JLL Vice Chairman Dan Loughlin, Senior Managing Director Dan Spero, managing directors Bob Ryan and Craig Eisenhardt, Executive Vice President Blake Goodman and Senior Vice President John Cahill represented Thor Equities in the transaction. William Hartman and James McClelland Gale of Cushman & Wakefield represented Fork & Goode.
“We are very pleased to welcome Fork & Goode to 95 Greene Street,” said Jack J. Sitt, executive vice president of Thor Equities Group. “The space offers state-of-the-art infrastructure to deliver an environment the inventive company will thrive in.”
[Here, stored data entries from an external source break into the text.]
//! Containers that hold either a value that is already here or a future that
//! will produce one, behind a single chaining interface.
//!
//! Call sites such as resolver pipelines and middleware chains often cannot
//! know up front whether a step completes immediately or later. Wrapping
//! every result in a future makes the synchronous majority pay for the
//! asynchronous minority; [`ValueOrFuture`] classifies each outcome once, at
//! construction, and keeps synchronous work synchronous through chaining,
//! resolution, and batch joins.
//!
//! # Examples
//!
//! ```
//! use value_or_future::{Step, ValueOrFuture};
//!
//! // A computation that happens to be synchronous stays synchronous.
//! let port: ValueOrFuture<u16, String> =
//!     ValueOrFuture::new(|| "8080".parse::<u16>().map(Step::ready).map_err(|e| e.to_string()));
//! let bound = port.then(|p| Ok(Step::ready(format!("0.0.0.0:{p}"))));
//! assert_eq!(bound.resolve().now(), Some(Ok("0.0.0.0:8080".to_string())));
//! ```

use thiserror::Error;

pub mod join;
pub mod oneshot;
pub mod step;
pub mod value_or_future;

pub use join::join_all;
pub use step::Step;
pub use value_or_future::{Resolution, ValueOrFuture};

/// Errors produced by this crate's own primitives.
#[derive(Error, Debug, Clone, Copy, PartialEq, Eq)]
pub enum Error {
    /// The [`oneshot::Completer`] was dropped without settling its waiter.
    #[error("completer dropped before settling")]
    CompleterDropped,
}
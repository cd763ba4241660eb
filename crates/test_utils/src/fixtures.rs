//! Pre-built Test Fixtures
//!
//! Provides ready-to-use test data for the billing workflow. These fixtures
//! are consistent and predictable so expected amounts can be written by hand.

use chrono::NaiveDate;
use core_kernel::{BillingPeriod, Money, Percentage};
use domain_billing::{OverrideRow, PatientTestRecord};
use rust_decimal::Decimal;
use rust_decimal_macros::dec;

use crate::builders::TestRecordBuilder;

/// Fixture for Money test data
pub struct MoneyFixtures;

impl MoneyFixtures {
    /// MRP used in the worked billing examples
    pub fn mrp_1500() -> Money {
        Money::new(dec!(1500.00))
    }

    /// Contracted flat rate matching `mrp_1500`
    pub fn rate_1200() -> Money {
        Money::new(dec!(1200.00))
    }

    /// Rate above `mrp_1500`, producing negative sharing
    pub fn rate_above_mrp() -> Money {
        Money::new(dec!(1800.00))
    }

    /// Amount used for the words sample
    pub fn words_sample() -> Money {
        Money::new(dec!(123456.75))
    }
}

/// Fixture for percentage test data
pub struct PercentageFixtures;

impl PercentageFixtures {
    pub fn sixty() -> Percentage {
        Percentage::new(dec!(60)).unwrap()
    }

    pub fn default_share() -> Decimal {
        dec!(50)
    }
}

/// Fixture for temporal test data
pub struct TemporalFixtures;

impl TemporalFixtures {
    /// A registration date inside June 2024
    pub fn registered_on() -> NaiveDate {
        NaiveDate::from_ymd_opt(2024, 6, 10).unwrap()
    }

    /// Month-end issue date, June 2024
    pub fn issue_date() -> NaiveDate {
        NaiveDate::from_ymd_opt(2024, 6, 30).unwrap()
    }

    /// Issue date in January, before the April fiscal start
    pub fn january_issue_date() -> NaiveDate {
        NaiveDate::from_ymd_opt(2025, 1, 31).unwrap()
    }

    /// The whole of June 2024
    pub fn june_period() -> BillingPeriod {
        BillingPeriod::calendar_month(Self::registered_on())
    }

    /// A period whose end precedes its start
    pub fn inverted_period() -> BillingPeriod {
        BillingPeriod {
            start: NaiveDate::from_ymd_opt(2024, 6, 30).unwrap(),
            end: NaiveDate::from_ymd_opt(2024, 6, 1).unwrap(),
        }
    }
}

/// Fixture for center and test names
pub struct StringFixtures;

impl StringFixtures {
    /// Percentage-share center
    pub fn hlm_center() -> &'static str {
        "Hansi Lab"
    }

    /// Flat-rate center
    pub fn b2b_center() -> &'static str {
        "Rohtak Scan Centre"
    }

    /// Second flat-rate center
    pub fn second_b2b_center() -> &'static str {
        "Jind Diagnostics"
    }
}

/// Fixture for complete record batches
pub struct RecordFixtures;

impl RecordFixtures {
    /// Mixed batch: two flat-rate centers and one percentage-share center
    pub fn mixed_batch() -> Vec<PatientTestRecord> {
        vec![
            TestRecordBuilder::flat_rate()
                .with_center(StringFixtures::b2b_center())
                .with_patient_name("Ravi Kumar")
                .with_test("CT Brain", "CT")
                .build(),
            TestRecordBuilder::percentage_share()
                .with_center(StringFixtures::hlm_center())
                .with_patient_name("Sunita Devi")
                .with_test("CBC", "Haematology")
                .with_mrp(dec!(400))
                .build(),
            TestRecordBuilder::flat_rate()
                .with_center(StringFixtures::second_b2b_center())
                .with_patient_name("Manoj Singh")
                .with_test("Chest PA", "X-Ray")
                .with_mrp(dec!(600))
                .with_rate(dec!(450))
                .build(),
            TestRecordBuilder::percentage_share()
                .with_center(StringFixtures::hlm_center())
                .with_patient_name("Kavita Rani")
                .with_test("Knee AP", "X-Ray")
                .build(),
            TestRecordBuilder::flat_rate()
                .with_center(StringFixtures::b2b_center())
                .with_patient_name("Ajay Yadav")
                .with_test("CT Brain", "CT")
                .build(),
        ]
    }

    /// Override rows for the percentage-share center in `mixed_batch`
    pub fn override_rows() -> Vec<OverrideRow> {
        vec![OverrideRow {
            center_name: StringFixtures::hlm_center().to_string(),
            test_type: "X-Ray".to_string(),
            share_percentage: dec!(60),
        }]
    }
}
In announcing the deal, Thor Equities described Fork & Goode as pioneering a new approach to growing meat to meet the world’s growing need for protein without compromising public health, nutrition or the environment. The company cultivates meat by growing real meat cells that have the flavor and key nutrients that consumers crave and need, enabling a new sustainable supply chain to help build a more resilient food ecosystem.
Fork & Goode is the first and only company to have developed a simple, patented process enabling cultivated meat production to scale efficiently, according to a news release.
Thor Equities acquired 95 Greene from SJP Properties, which had operated the building as high-end office space. The complex originally served as a manufacturing plant for Colgate-Palmolive, leaving it with robust utilities infrastructure and abundant power resources served by multiple utility grids, along with 13- to 15-foot ceiling heights, secured interior loading docks, an on-site life-safety generator and flexible floor plates.
Thor worked with SGA Architects to complete a sweeping adaptive reuse project for 95 Greene St., with base building work such as upgraded mechanicals, HVAC, vertical conduits and a new rooftop generator.